- **What you should do**
Pull every line that includes the word "Some" out of the data below and copy it.

### Entries provided

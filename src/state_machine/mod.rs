// State machine module for the shipping-label creation workflow
//
// One machine instance per wizard session. The machine applies driver-raised
// events against an explicit transition table, threads the accumulated
// workflow data through its states, and describes all outside work as side
// effects for the driver to execute.

pub mod data;
pub mod errors;
pub mod events;
pub mod machine;
pub mod persistence;
pub mod side_effects;
pub mod states;

// Re-export main types for convenient access
pub use data::{Address, AddressKind, OrderId, WorkflowData};
pub use errors::{SnapshotError, StateMachineError, StateMachineResult};
pub use events::FlowEvent;
pub use machine::{LabelStateMachine, Transition};
pub use persistence::{InMemorySnapshotStore, SnapshotStore, StateSnapshot};
pub use side_effects::{SideEffect, WorkflowError};
pub use states::{FlowState, FlowStep};
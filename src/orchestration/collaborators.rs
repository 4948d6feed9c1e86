use async_trait::async_trait;
use thiserror::Error;

use crate::state_machine::{Address, AddressKind, OrderId};

/// The pair of addresses a shipping label needs, as stored on the order.
#[derive(Debug, Clone, PartialEq, Eq)]
pub struct OrderAddresses {
    pub origin: Address,
    pub destination: Address,
}

/// What the external validation service said about an address.
#[derive(Debug, Clone, PartialEq, Eq)]
pub enum ValidationOutcome {
    /// The address checks out (possibly normalized by the service)
    Valid,
    /// The address does not check out, but a corrected candidate exists
    Invalid { suggested: Address },
    /// The service could not match the address at all
    NotRecognized,
    /// The service itself failed
    Error { message: String },
}

/// Why the order's addresses could not be loaded.
#[derive(Debug, Clone, PartialEq, Eq, Error)]
pub enum DataLoadingError {
    #[error("order `{0}` not found")]
    OrderNotFound(OrderId),

    #[error("order data backend failed: {0}")]
    Backend(String),
}

/// Fetches the origin and destination addresses stored on an order.
///
/// Retry policy belongs to the implementation; the driver takes a single
/// answer and feeds it into the workflow.
#[async_trait]
pub trait OrderDataLoader: Send + Sync {
    async fn load_order_addresses(
        &self,
        order_id: &OrderId,
    ) -> Result<OrderAddresses, DataLoadingError>;
}

/// Validates an address against the external validation service.
#[async_trait]
pub trait AddressValidator: Send + Sync {
    async fn validate_address(&self, address: &Address, kind: AddressKind) -> ValidationOutcome;
}
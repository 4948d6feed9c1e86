use std::sync::Arc;

use tokio::sync::mpsc;
use uuid::Uuid;

use super::collaborators::{AddressValidator, OrderDataLoader, ValidationOutcome};
use crate::state_machine::{
    FlowEvent, FlowState, LabelStateMachine, OrderId, SideEffect, SnapshotError, SnapshotStore,
    StateMachineResult, StateSnapshot, Transition,
};

/// The engine's directly coupled consumer: owns one [`LabelStateMachine`]
/// and interprets its side effects.
///
/// Data-loading and validation effects are executed against the injected
/// collaborators and their outcomes fed straight back into the machine;
/// everything else is a presentation concern and is forwarded on an
/// unbounded channel for the host UI to render. One driver per wizard
/// session; nothing is shared across sessions.
pub struct WorkflowDriver {
    session_id: Uuid,
    machine: LabelStateMachine,
    loader: Arc<dyn OrderDataLoader>,
    validator: Arc<dyn AddressValidator>,
    snapshot_store: Option<Arc<dyn SnapshotStore>>,
    presentation_tx: mpsc::UnboundedSender<SideEffect>,
    presentation_rx: Option<mpsc::UnboundedReceiver<SideEffect>>,
}

impl WorkflowDriver {
    /// Create a driver for a fresh wizard session.
    pub fn new(loader: Arc<dyn OrderDataLoader>, validator: Arc<dyn AddressValidator>) -> Self {
        Self::with_machine(LabelStateMachine::new(), loader, validator)
    }

    /// Recreate a driver from a persisted snapshot.
    ///
    /// No collaborator call is made and no effect is forwarded: the session
    /// picks up parked exactly where the snapshot left it.
    pub fn resume(
        snapshot: &StateSnapshot,
        loader: Arc<dyn OrderDataLoader>,
        validator: Arc<dyn AddressValidator>,
    ) -> Result<Self, SnapshotError> {
        Ok(Self::with_machine(
            LabelStateMachine::restore(snapshot)?,
            loader,
            validator,
        ))
    }

    fn with_machine(
        machine: LabelStateMachine,
        loader: Arc<dyn OrderDataLoader>,
        validator: Arc<dyn AddressValidator>,
    ) -> Self {
        let (presentation_tx, presentation_rx) = mpsc::unbounded_channel();
        Self {
            session_id: Uuid::new_v4(),
            machine,
            loader,
            validator,
            snapshot_store: None,
            presentation_tx,
            presentation_rx: Some(presentation_rx),
        }
    }

    /// Persist a snapshot to `store` after every accepted event, keyed by
    /// this session's id.
    pub fn with_snapshot_store(mut self, store: Arc<dyn SnapshotStore>) -> Self {
        self.snapshot_store = Some(store);
        self
    }

    pub fn session_id(&self) -> Uuid {
        self.session_id
    }

    pub fn state(&self) -> &FlowState {
        self.machine.current_state()
    }

    pub fn snapshot(&self) -> StateSnapshot {
        self.machine.snapshot()
    }

    /// Take the presentation-effect receiver. Yields `Some` exactly once.
    pub fn presentation_effects(&mut self) -> Option<mpsc::UnboundedReceiver<SideEffect>> {
        self.presentation_rx.take()
    }

    /// Start the wizard for the given order and run the effect loop until
    /// the machine parks waiting for external input.
    pub async fn start(&mut self, order_id: OrderId) -> StateMachineResult<()> {
        let transition = self.apply(FlowEvent::FlowStarted(order_id))?;
        self.run_effects(transition).await
    }

    /// Feed a user- or system-raised event into the machine, then run the
    /// effect loop until it parks again.
    ///
    /// An event the current state has no handler for is rejected by the
    /// machine without touching its state; the error is logged here and
    /// surfaced for the host to decide what to do with.
    pub async fn handle_event(&mut self, event: FlowEvent) -> StateMachineResult<()> {
        let transition = self.apply(event)?;
        self.run_effects(transition).await
    }

    /// Execute effects until one needs external input.
    ///
    /// The loop fully processes each transition's effect before feeding the
    /// follow-up event, per the latest-wins contract of the effect channel.
    async fn run_effects(&mut self, mut transition: Transition) -> StateMachineResult<()> {
        loop {
            match transition.side_effect {
                SideEffect::LoadData(order_id) => {
                    let event = match self.loader.load_order_addresses(&order_id).await {
                        Ok(addresses) => FlowEvent::DataLoaded {
                            origin: addresses.origin,
                            destination: addresses.destination,
                        },
                        Err(err) => {
                            tracing::error!(
                                session_id = %self.session_id,
                                order_id = %order_id,
                                error = %err,
                                "order address loading failed"
                            );
                            FlowEvent::DataLoadingFailed
                        }
                    };
                    transition = self.apply(event)?;
                }
                SideEffect::ValidateAddress { address, kind } => {
                    let event = match self.validator.validate_address(&address, kind).await {
                        ValidationOutcome::Valid => FlowEvent::AddressValidated(address),
                        ValidationOutcome::Invalid { suggested } => {
                            FlowEvent::AddressInvalid { suggested }
                        }
                        ValidationOutcome::NotRecognized => FlowEvent::AddressNotRecognized,
                        ValidationOutcome::Error { message } => {
                            // Policy: a failing validation service routes the
                            // user into the manual editor, where "use as-is"
                            // still allows progress.
                            tracing::warn!(
                                session_id = %self.session_id,
                                kind = %kind,
                                error = %message,
                                "address validation errored; treating address as not recognized"
                            );
                            FlowEvent::AddressNotRecognized
                        }
                    };
                    transition = self.apply(event)?;
                }
                effect => {
                    // Presentation concern: hand it to the host and park.
                    if self.presentation_tx.send(effect).is_err() {
                        tracing::debug!(
                            session_id = %self.session_id,
                            "presentation receiver dropped; effect discarded"
                        );
                    }
                    return Ok(());
                }
            }
        }
    }

    fn apply(&mut self, event: FlowEvent) -> StateMachineResult<Transition> {
        let transition = self.machine.handle_event(event).map_err(|err| {
            tracing::warn!(session_id = %self.session_id, error = %err, "event rejected");
            err
        })?;
        if let Some(store) = &self.snapshot_store {
            store.save(self.session_id, self.machine.snapshot());
        }
        Ok(transition)
    }
}
//! Snapshot Round-Trip Tests
//!
//! Every reachable state must survive snapshot → JSON → restore unchanged,
//! and restoring must never replay the side effect that produced the state.

use std::io::Write;

use labelflow_core::{
    Address, FlowEvent, FlowState, LabelStateMachine, OrderId, SideEffect, StateSnapshot,
};

fn address(name: &str) -> Address {
    Address {
        name: name.to_string(),
        address_line1: "1 Ferry Building".to_string(),
        city: "San Francisco".to_string(),
        state: "CA".to_string(),
        postcode: "94111".to_string(),
        country: "US".to_string(),
        ..Address::default()
    }
}

/// Event sequences that park the machine in each reachable state.
fn reachable_sequences() -> Vec<Vec<FlowEvent>> {
    let load = vec![
        FlowEvent::FlowStarted(OrderId::from("order-1")),
        FlowEvent::DataLoaded {
            origin: address("origin"),
            destination: address("shipping"),
        },
    ];
    let with_load = |tail: &[FlowEvent]| {
        let mut sequence = load.clone();
        sequence.extend_from_slice(tail);
        sequence
    };

    vec![
        vec![],
        vec![FlowEvent::FlowStarted(OrderId::from("order-1"))],
        vec![
            FlowEvent::FlowStarted(OrderId::from("order-1")),
            FlowEvent::DataLoadingFailed,
        ],
        with_load(&[]),
        with_load(&[FlowEvent::OriginAddressValidationStarted]),
        with_load(&[
            FlowEvent::OriginAddressValidationStarted,
            FlowEvent::AddressInvalid {
                suggested: address("origin-suggested"),
            },
        ]),
        with_load(&[FlowEvent::EditOriginAddressRequested]),
        with_load(&[FlowEvent::ShippingAddressValidationStarted]),
        with_load(&[
            FlowEvent::ShippingAddressValidationStarted,
            FlowEvent::AddressInvalid {
                suggested: address("ship-suggested"),
            },
        ]),
        with_load(&[FlowEvent::EditShippingAddressRequested]),
        with_load(&[FlowEvent::PackageSelectionStarted]),
        with_load(&[FlowEvent::CustomsDeclarationStarted]),
        with_load(&[FlowEvent::ShippingCarrierSelectionStarted]),
        with_load(&[FlowEvent::PaymentSelectionStarted]),
    ]
}

fn machine_after(events: &[FlowEvent]) -> LabelStateMachine {
    let mut sm = LabelStateMachine::new();
    for event in events {
        sm.handle_event(event.clone()).unwrap();
    }
    sm
}

#[test]
fn test_round_trip_preserves_every_reachable_state() {
    for sequence in reachable_sequences() {
        let sm = machine_after(&sequence);

        let json = sm.snapshot().to_json().unwrap();
        let restored = LabelStateMachine::restore(&StateSnapshot::from_json(&json).unwrap())
            .unwrap_or_else(|e| panic!("restore failed for {json}: {e}"));

        assert_eq!(restored.current_state(), sm.current_state());
    }
}

#[test]
fn test_restore_never_re_emits() {
    for sequence in reachable_sequences() {
        let sm = machine_after(&sequence);
        let restored = LabelStateMachine::restore(&sm.snapshot()).unwrap();

        assert_eq!(restored.latest_effect(), SideEffect::NoOp);
    }
}

#[test]
fn test_restored_machine_keeps_working() {
    let sm = machine_after(&[
        FlowEvent::FlowStarted(OrderId::from("order-1")),
        FlowEvent::DataLoaded {
            origin: address("origin"),
            destination: address("shipping"),
        },
    ]);

    let mut restored = LabelStateMachine::restore(&sm.snapshot()).unwrap();
    let transition = restored
        .handle_event(FlowEvent::OriginAddressValidationStarted)
        .unwrap();

    assert!(matches!(
        transition.state,
        FlowState::OriginAddressValidation(_)
    ));
}

#[test]
fn test_snapshot_survives_a_file_round_trip() {
    let sm = machine_after(&[
        FlowEvent::FlowStarted(OrderId::from("order-1")),
        FlowEvent::DataLoaded {
            origin: address("origin"),
            destination: address("shipping"),
        },
        FlowEvent::PackageSelectionStarted,
    ]);

    let mut file = tempfile::NamedTempFile::new().unwrap();
    file.write_all(sm.snapshot().to_json().unwrap().as_bytes())
        .unwrap();

    let json = std::fs::read_to_string(file.path()).unwrap();
    let restored = LabelStateMachine::restore(&StateSnapshot::from_json(&json).unwrap()).unwrap();

    assert_eq!(restored.current_state(), sm.current_state());
}

#[test]
fn test_malformed_snapshots_are_rejected() {
    assert!(StateSnapshot::from_json("not json").is_err());

    let unknown_tag = r#"{"state_tag":"purchase_labels"}"#;
    assert!(StateSnapshot::from_json(unknown_tag)
        .unwrap()
        .decode()
        .is_err());

    let missing_payload = r#"{"state_tag":"payment_selection"}"#;
    assert!(StateSnapshot::from_json(missing_payload)
        .unwrap()
        .decode()
        .is_err());
}
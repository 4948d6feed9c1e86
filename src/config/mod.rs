//! # Labelflow Configuration System
//!
//! Environment-aware configuration for embedding hosts. All values have
//! working defaults; a `labelflow.yaml` file and `LABELFLOW_*` environment
//! variables layer on top (see [`loader::ConfigManager`]).

pub mod error;
pub mod loader;

use serde::{Deserialize, Serialize};
use std::fmt;

pub use error::{ConfigResult, ConfigurationError};
pub use loader::ConfigManager;

/// Root configuration structure.
#[derive(Debug, Clone, Default, Deserialize, Serialize)]
#[serde(default)]
pub struct LabelflowConfig {
    /// System-wide settings
    pub system: SystemConfig,

    /// Logging and telemetry settings
    pub telemetry: TelemetryConfig,
}

impl LabelflowConfig {
    /// Explicit validation: no silent fallbacks for malformed values.
    pub fn validate(&self) -> ConfigResult<()> {
        if self.telemetry.log_level.trim().is_empty() {
            return Err(ConfigurationError::Invalid(
                "telemetry.log_level must not be empty".to_string(),
            ));
        }
        Ok(())
    }
}

/// System-wide settings.
#[derive(Debug, Clone, Deserialize, Serialize)]
#[serde(default)]
pub struct SystemConfig {
    pub environment: Environment,
}

impl Default for SystemConfig {
    fn default() -> Self {
        Self {
            environment: Environment::detect(),
        }
    }
}

/// Deployment environment, detected from `LABELFLOW_ENV`.
#[derive(Debug, Clone, Copy, PartialEq, Eq, Deserialize, Serialize)]
#[serde(rename_all = "snake_case")]
pub enum Environment {
    Development,
    Test,
    Production,
}

impl Environment {
    /// Read `LABELFLOW_ENV`, defaulting to `Development` when unset or
    /// unrecognized.
    pub fn detect() -> Self {
        match std::env::var("LABELFLOW_ENV").as_deref() {
            Ok("production") => Self::Production,
            Ok("test") => Self::Test,
            _ => Self::Development,
        }
    }
}

impl fmt::Display for Environment {
    fn fmt(&self, f: &mut fmt::Formatter<'_>) -> fmt::Result {
        match self {
            Self::Development => write!(f, "development"),
            Self::Test => write!(f, "test"),
            Self::Production => write!(f, "production"),
        }
    }
}

/// Logging and telemetry settings.
#[derive(Debug, Clone, Deserialize, Serialize)]
#[serde(default)]
pub struct TelemetryConfig {
    /// Master switch for subscriber installation
    pub enabled: bool,
    /// `tracing_subscriber::EnvFilter` directive, e.g. `labelflow_core=debug`
    pub log_level: String,
    /// Emit JSON lines instead of human-readable output
    pub json_output: bool,
}

impl Default for TelemetryConfig {
    fn default() -> Self {
        Self {
            enabled: true,
            log_level: "info".to_string(),
            json_output: false,
        }
    }
}
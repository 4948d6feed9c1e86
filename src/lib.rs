#![allow(clippy::missing_errors_doc)] // Allow public functions without # Errors sections
#![allow(clippy::must_use_candidate)] // Allow methods without must_use when context is clear

//! # Labelflow Core
//!
//! Finite-state workflow core driving the shipping-label creation wizard:
//! origin address validation → shipping address validation → package
//! selection → customs declaration → carrier selection → payment selection
//! → completion.
//!
//! ## Architecture
//!
//! The engine is a synchronous state machine that describes all outside
//! work as side effects. A driver observes each transition's side effect,
//! performs the asynchronous call it describes (loading order data,
//! validating an address, rendering a screen), and feeds the outcome back
//! as the next event:
//!
//! ```text
//! driver → event → state machine → (state, side effect) → driver → …
//! ```
//!
//! ## Module Organization
//!
//! - [`state_machine`] - States, events, side effects, transition table, snapshots
//! - [`orchestration`] - The workflow driver and collaborator traits
//! - [`events`] - Single-slot side-effect channel
//! - [`config`] - Configuration management
//! - [`error`] - Structured error handling
//! - [`telemetry`] - Tracing subscriber bootstrap
//!
//! ## Quick Start
//!
//! ```rust,no_run
//! use std::sync::Arc;
//! use labelflow_core::{OrderId, WorkflowDriver};
//! # use labelflow_core::{AddressValidator, OrderDataLoader};
//!
//! # async fn example(
//! #     loader: Arc<dyn OrderDataLoader>,
//! #     validator: Arc<dyn AddressValidator>,
//! # ) -> Result<(), Box<dyn std::error::Error>> {
//! let mut driver = WorkflowDriver::new(loader, validator);
//! let mut effects = driver.presentation_effects().expect("first take");
//!
//! driver.start(OrderId::from("order-1")).await?;
//! while let Some(effect) = effects.recv().await {
//!     // render the wizard, then feed the next user event
//! }
//! # Ok(())
//! # }
//! ```
//!
//! Sessions survive process death through [`LabelStateMachine::snapshot`]
//! and [`WorkflowDriver::resume`]; restoring never replays side effects.

pub mod config;
pub mod error;
pub mod events;
pub mod orchestration;
pub mod state_machine;
pub mod telemetry;

pub use config::{ConfigManager, Environment, LabelflowConfig, TelemetryConfig};
pub use error::{LabelflowError, Result};
pub use events::{EmittedEffect, SideEffectPublisher};
pub use orchestration::{
    AddressValidator, DataLoadingError, OrderAddresses, OrderDataLoader, ValidationOutcome,
    WorkflowDriver,
};
pub use state_machine::{
    Address, AddressKind, FlowEvent, FlowState, FlowStep, InMemorySnapshotStore,
    LabelStateMachine, OrderId, SideEffect, SnapshotError, SnapshotStore, StateMachineError,
    StateMachineResult, StateSnapshot, Transition, WorkflowData, WorkflowError,
};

######

- **Exercise response**
            presentation_rx: Some(presentation_rx),
        self.snapshot_store = Some(store);
    /// Take the presentation-effect receiver. Yields `Some` exactly once.
        if let Some(store) = &self.snapshot_store {
//! while let Some(effect) = effects.recv().await {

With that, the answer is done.